* WORK ITEM: Output each line from the one that contains "to build HTTP" to the final line of the data below, exactly, and include nothing else.

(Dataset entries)
++++++
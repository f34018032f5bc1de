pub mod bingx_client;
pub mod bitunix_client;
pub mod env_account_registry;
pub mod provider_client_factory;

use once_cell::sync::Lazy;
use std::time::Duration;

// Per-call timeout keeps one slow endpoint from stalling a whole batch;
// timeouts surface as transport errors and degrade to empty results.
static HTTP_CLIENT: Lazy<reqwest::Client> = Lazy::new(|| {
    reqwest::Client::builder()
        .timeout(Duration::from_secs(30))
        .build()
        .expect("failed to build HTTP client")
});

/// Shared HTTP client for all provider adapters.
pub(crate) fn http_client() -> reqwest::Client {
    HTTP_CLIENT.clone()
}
++++++
* RESPONSE TO THE TASK:
        .expect("failed to build HTTP client")
});

/// Shared HTTP client for all provider adapters.
pub(crate) fn http_client() -> reqwest::Client {
    HTTP_CLIENT.clone()
}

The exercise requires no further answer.